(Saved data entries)
----

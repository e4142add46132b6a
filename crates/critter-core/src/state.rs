//! Pet identity and numeric state.
//!
//! Hunger and happiness are clamped to `0.0..=100.0` after every mutation;
//! callers never see an out-of-range value. Hunger counts upward toward
//! starving (0 = fully fed), happiness counts downward toward miserable
//! (100 = delighted).

use serde::{Deserialize, Serialize};

use crate::clock;
use crate::error::PetError;

/// Upper bound for hunger and happiness.
pub const STAT_MAX: f64 = 100.0;

/// The kinds of pet a player can adopt.
#[derive(Debug, Clone, Copy, PartialEq, Eq, Serialize, Deserialize)]
#[serde(rename_all = "lowercase")]
pub enum PetKind {
    /// A cat.
    Cat,
    /// A dog.
    Dog,
    /// A dragon.
    Dragon,
}

impl std::fmt::Display for PetKind {
    fn fmt(&self, f: &mut std::fmt::Formatter<'_>) -> std::fmt::Result {
        match self {
            Self::Cat => write!(f, "cat"),
            Self::Dog => write!(f, "dog"),
            Self::Dragon => write!(f, "dragon"),
        }
    }
}

impl std::str::FromStr for PetKind {
    type Err = PetError;

    fn from_str(s: &str) -> Result<Self, Self::Err> {
        match s.to_lowercase().as_str() {
            "cat" => Ok(Self::Cat),
            "dog" => Ok(Self::Dog),
            "dragon" => Ok(Self::Dragon),
            other => Err(PetError::UnknownKind(other.to_string())),
        }
    }
}

/// Who the pet is: chosen once at adoption, never changed.
#[derive(Debug, Clone, PartialEq, Eq)]
pub struct PetIdentity {
    /// The pet's kind.
    pub kind: PetKind,
    /// The pet's given name.
    pub name: String,
}

impl PetIdentity {
    /// Create an identity, rejecting empty names.
    pub fn new(kind: PetKind, name: impl Into<String>) -> Result<Self, PetError> {
        let name = name.into();
        if name.trim().is_empty() {
            return Err(PetError::EmptyName);
        }
        Ok(Self { kind, name })
    }
}

/// The pet's numeric state, advanced by ticks and reconciliation.
#[derive(Debug, Clone, PartialEq)]
pub struct PetState {
    /// 0 = fully fed, 100 = starving.
    pub hunger: f64,
    /// 0 = miserable, 100 = delighted.
    pub happiness: f64,
    /// Derived from the local wall-clock hour each tick.
    pub asleep: bool,
    /// Epoch ms of the last persisted tick; baseline for reconciliation.
    pub last_update: i64,
    /// Epoch ms of first creation. Immutable once set.
    pub birth: i64,
    /// Whole days since birth. Monotonically non-decreasing.
    pub age_days: u32,
    /// Uncleaned droppings on the lawn.
    pub droppings: u32,
}

impl PetState {
    /// A newborn pet: fed, delighted, age zero, born at `now`.
    pub fn newborn(now: i64) -> Self {
        Self {
            hunger: 0.0,
            happiness: STAT_MAX,
            asleep: clock::is_sleep_hour(clock::local_hour(now)),
            last_update: now,
            birth: now,
            age_days: 0,
            droppings: 0,
        }
    }

    /// Add to hunger, clamping to `0..=100`.
    pub fn add_hunger(&mut self, amount: f64) {
        self.hunger = (self.hunger + amount).clamp(0.0, STAT_MAX);
    }

    /// Add to happiness, clamping to `0..=100`.
    pub fn add_happiness(&mut self, amount: f64) {
        self.happiness = (self.happiness + amount).clamp(0.0, STAT_MAX);
    }

    /// Advance `age_days` to the whole-day count since birth.
    ///
    /// Never moves backwards, even if `now` precedes the last observed day
    /// boundary (clock adjustments).
    pub fn advance_age(&mut self, now: i64) {
        let total = clock::elapsed_days(self.birth, now);
        if total > self.age_days {
            self.age_days = total;
        }
    }
}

----

Go over the data and return every line that includes the word "Serialize".

use serde::{Deserialize, Serialize};
#[derive(Debug, Clone, Copy, PartialEq, Eq, Serialize, Deserialize)]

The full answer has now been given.